Material provided: Begin
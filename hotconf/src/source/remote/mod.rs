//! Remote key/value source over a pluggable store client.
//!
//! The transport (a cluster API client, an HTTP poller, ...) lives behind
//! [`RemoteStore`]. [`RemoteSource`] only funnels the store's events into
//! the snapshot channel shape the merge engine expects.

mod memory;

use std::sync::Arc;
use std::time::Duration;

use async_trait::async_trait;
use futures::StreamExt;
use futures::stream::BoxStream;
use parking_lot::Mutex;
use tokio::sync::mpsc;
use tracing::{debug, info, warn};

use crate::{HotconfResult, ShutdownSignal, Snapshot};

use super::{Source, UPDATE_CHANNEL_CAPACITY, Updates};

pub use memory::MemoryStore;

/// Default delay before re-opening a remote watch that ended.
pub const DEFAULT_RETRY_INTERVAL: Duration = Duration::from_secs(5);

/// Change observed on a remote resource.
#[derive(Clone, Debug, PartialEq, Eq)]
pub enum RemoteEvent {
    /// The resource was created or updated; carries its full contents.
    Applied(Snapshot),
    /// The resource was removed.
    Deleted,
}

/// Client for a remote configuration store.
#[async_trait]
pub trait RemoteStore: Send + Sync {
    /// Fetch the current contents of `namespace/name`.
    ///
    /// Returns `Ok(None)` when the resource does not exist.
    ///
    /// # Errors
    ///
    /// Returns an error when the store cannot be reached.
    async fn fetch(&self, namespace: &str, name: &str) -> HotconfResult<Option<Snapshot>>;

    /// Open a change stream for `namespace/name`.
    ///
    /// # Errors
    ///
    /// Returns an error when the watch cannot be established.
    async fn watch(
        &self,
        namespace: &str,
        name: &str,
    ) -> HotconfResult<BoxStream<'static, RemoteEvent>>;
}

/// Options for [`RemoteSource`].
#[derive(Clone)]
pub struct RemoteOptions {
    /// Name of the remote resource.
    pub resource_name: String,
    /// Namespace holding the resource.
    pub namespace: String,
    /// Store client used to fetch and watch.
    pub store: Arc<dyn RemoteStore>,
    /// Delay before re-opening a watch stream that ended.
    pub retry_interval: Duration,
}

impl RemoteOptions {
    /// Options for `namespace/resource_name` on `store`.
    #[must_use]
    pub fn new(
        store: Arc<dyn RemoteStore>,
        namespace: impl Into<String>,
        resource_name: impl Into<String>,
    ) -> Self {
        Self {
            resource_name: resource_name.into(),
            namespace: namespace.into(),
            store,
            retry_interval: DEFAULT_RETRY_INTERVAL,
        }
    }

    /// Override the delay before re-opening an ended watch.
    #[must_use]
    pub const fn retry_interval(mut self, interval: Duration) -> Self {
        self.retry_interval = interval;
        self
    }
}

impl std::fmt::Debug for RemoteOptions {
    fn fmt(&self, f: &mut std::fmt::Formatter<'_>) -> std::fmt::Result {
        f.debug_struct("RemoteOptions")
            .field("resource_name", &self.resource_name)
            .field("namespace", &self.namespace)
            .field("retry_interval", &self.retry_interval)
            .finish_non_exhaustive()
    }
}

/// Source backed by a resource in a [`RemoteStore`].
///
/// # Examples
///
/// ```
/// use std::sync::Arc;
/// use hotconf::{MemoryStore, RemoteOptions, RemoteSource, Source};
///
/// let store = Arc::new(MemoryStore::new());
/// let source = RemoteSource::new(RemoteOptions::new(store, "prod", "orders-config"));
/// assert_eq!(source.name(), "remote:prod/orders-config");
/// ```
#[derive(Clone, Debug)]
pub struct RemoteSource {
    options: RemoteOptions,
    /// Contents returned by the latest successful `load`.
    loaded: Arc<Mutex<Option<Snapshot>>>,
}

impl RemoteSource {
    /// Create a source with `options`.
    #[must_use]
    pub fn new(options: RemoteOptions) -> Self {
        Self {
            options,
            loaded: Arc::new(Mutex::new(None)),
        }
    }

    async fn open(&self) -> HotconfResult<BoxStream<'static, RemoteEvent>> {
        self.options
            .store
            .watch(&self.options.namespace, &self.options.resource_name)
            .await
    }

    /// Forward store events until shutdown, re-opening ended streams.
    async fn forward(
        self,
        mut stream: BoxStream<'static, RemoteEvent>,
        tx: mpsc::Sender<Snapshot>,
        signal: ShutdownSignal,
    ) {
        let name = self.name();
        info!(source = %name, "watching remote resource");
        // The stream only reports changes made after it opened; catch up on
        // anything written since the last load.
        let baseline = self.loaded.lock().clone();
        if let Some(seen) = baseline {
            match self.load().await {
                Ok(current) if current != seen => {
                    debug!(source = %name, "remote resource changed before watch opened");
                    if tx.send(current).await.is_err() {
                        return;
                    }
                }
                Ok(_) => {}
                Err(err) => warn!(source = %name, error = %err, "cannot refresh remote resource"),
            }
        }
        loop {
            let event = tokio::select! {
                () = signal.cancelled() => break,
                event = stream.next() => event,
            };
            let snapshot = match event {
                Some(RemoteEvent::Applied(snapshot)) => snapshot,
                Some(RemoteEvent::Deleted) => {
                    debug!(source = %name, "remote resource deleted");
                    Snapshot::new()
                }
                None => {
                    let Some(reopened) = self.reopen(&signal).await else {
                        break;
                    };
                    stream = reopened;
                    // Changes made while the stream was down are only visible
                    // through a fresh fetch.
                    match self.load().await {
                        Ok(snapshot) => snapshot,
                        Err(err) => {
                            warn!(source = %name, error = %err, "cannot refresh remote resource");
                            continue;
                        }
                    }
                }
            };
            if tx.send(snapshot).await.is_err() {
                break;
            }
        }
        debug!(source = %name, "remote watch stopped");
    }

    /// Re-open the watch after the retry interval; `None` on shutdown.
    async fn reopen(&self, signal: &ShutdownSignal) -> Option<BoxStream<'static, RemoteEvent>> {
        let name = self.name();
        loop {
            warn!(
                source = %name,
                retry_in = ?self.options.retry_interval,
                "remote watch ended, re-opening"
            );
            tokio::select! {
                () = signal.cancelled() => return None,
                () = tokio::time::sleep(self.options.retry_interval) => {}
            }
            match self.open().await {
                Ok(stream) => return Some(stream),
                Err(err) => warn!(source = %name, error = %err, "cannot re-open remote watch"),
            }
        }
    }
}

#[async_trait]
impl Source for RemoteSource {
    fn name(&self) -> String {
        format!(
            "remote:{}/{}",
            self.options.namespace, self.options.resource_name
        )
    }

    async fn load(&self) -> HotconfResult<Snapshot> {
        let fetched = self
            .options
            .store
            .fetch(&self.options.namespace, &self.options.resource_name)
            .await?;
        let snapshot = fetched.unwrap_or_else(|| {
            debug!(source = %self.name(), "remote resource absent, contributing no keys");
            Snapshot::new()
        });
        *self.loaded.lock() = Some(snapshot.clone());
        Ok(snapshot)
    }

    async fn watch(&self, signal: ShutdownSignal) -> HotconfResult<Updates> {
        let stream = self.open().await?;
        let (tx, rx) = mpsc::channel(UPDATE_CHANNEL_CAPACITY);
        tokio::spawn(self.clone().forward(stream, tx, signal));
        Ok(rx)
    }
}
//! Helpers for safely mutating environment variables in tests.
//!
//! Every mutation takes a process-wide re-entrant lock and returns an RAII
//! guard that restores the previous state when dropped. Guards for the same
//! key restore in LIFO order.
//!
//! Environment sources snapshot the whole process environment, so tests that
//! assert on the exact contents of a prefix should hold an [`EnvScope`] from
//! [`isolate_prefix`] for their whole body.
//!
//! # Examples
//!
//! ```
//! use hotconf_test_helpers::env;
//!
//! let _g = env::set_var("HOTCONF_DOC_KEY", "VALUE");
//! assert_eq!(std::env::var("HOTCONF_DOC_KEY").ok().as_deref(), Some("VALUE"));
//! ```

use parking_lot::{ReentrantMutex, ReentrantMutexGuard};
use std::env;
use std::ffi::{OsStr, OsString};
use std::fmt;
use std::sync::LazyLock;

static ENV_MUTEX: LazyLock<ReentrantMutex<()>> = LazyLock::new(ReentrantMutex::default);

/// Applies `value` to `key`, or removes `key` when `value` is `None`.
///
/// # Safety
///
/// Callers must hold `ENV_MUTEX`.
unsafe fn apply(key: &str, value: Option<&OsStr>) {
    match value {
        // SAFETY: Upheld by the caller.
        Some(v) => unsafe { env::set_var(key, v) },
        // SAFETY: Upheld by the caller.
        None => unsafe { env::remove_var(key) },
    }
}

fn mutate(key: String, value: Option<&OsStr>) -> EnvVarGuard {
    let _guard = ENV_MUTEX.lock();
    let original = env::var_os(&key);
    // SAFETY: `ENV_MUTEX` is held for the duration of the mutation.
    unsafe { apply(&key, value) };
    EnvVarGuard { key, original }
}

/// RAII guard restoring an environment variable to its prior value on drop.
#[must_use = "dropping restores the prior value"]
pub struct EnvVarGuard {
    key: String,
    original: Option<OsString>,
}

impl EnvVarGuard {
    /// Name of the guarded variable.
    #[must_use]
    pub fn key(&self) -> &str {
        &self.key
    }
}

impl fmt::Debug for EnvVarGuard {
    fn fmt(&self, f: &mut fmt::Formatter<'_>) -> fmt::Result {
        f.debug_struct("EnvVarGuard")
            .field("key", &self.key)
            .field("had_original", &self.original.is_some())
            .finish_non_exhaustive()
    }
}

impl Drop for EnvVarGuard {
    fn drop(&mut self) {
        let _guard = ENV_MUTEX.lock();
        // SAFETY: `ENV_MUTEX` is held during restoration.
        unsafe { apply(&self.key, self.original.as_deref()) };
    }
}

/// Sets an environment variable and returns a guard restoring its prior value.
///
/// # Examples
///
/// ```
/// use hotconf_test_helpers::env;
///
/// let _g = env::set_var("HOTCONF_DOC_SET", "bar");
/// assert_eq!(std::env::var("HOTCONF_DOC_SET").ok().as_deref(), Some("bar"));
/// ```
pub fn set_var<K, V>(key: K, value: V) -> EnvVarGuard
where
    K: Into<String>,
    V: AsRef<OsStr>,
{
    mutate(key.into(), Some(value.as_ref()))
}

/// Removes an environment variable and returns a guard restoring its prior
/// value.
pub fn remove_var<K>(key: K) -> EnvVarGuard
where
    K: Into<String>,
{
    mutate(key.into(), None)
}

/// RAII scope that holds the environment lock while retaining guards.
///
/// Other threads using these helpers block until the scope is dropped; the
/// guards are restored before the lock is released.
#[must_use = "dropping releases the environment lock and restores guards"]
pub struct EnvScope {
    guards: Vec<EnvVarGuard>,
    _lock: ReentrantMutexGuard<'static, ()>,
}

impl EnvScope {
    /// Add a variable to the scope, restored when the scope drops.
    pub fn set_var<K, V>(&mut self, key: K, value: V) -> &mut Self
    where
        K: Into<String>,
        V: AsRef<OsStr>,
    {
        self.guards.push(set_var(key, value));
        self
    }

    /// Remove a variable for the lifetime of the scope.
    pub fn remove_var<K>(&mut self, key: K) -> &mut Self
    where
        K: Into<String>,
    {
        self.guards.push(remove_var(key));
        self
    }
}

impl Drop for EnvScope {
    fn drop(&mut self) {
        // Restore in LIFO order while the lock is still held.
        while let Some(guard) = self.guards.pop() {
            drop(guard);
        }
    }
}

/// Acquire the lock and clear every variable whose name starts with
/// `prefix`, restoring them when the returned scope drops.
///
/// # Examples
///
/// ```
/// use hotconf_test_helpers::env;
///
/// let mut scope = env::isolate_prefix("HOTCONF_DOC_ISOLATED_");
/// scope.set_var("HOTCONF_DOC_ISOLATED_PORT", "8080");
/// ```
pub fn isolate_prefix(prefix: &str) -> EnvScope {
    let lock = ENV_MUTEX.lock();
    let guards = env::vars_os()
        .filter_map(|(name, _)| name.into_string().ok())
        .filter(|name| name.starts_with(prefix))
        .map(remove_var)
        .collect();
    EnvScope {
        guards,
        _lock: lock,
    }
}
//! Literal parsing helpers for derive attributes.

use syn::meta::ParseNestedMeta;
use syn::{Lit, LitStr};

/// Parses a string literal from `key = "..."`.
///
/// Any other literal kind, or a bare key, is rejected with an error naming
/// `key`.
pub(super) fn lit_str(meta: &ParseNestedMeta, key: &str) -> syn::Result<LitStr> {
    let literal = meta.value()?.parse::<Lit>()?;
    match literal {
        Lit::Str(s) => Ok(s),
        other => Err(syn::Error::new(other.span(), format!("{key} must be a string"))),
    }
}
Material provided: End
▸ **Directions for this task**:
Write out the lines of the entries, word for word, from the first through the one containing "pub struct RemoteOptions", and stop at that line.

▸ **Response box**:
filename hotconf/src/source/remote/mod.rs
//! Remote key/value source over a pluggable store client.
//!
//! The transport (a cluster API client, an HTTP poller, ...) lives behind
//! [`RemoteStore`]. [`RemoteSource`] only funnels the store's events into
//! the snapshot channel shape the merge engine expects.

mod memory;

use std::sync::Arc;
use std::time::Duration;

use async_trait::async_trait;
use futures::StreamExt;
use futures::stream::BoxStream;
use parking_lot::Mutex;
use tokio::sync::mpsc;
use tracing::{debug, info, warn};

use crate::{HotconfResult, ShutdownSignal, Snapshot};

use super::{Source, UPDATE_CHANNEL_CAPACITY, Updates};

pub use memory::MemoryStore;

/// Default delay before re-opening a remote watch that ended.
pub const DEFAULT_RETRY_INTERVAL: Duration = Duration::from_secs(5);

/// Change observed on a remote resource.
#[derive(Clone, Debug, PartialEq, Eq)]
pub enum RemoteEvent {
    /// The resource was created or updated; carries its full contents.
    Applied(Snapshot),
    /// The resource was removed.
    Deleted,
}

/// Client for a remote configuration store.
#[async_trait]
pub trait RemoteStore: Send + Sync {
    /// Fetch the current contents of `namespace/name`.
    ///
    /// Returns `Ok(None)` when the resource does not exist.
    ///
    /// # Errors
    ///
    /// Returns an error when the store cannot be reached.
    async fn fetch(&self, namespace: &str, name: &str) -> HotconfResult<Option<Snapshot>>;

    /// Open a change stream for `namespace/name`.
    ///
    /// # Errors
    ///
    /// Returns an error when the watch cannot be established.
    async fn watch(
        &self,
        namespace: &str,
        name: &str,
    ) -> HotconfResult<BoxStream<'static, RemoteEvent>>;
}

/// Options for [`RemoteSource`].
#[derive(Clone)]
pub struct RemoteOptions {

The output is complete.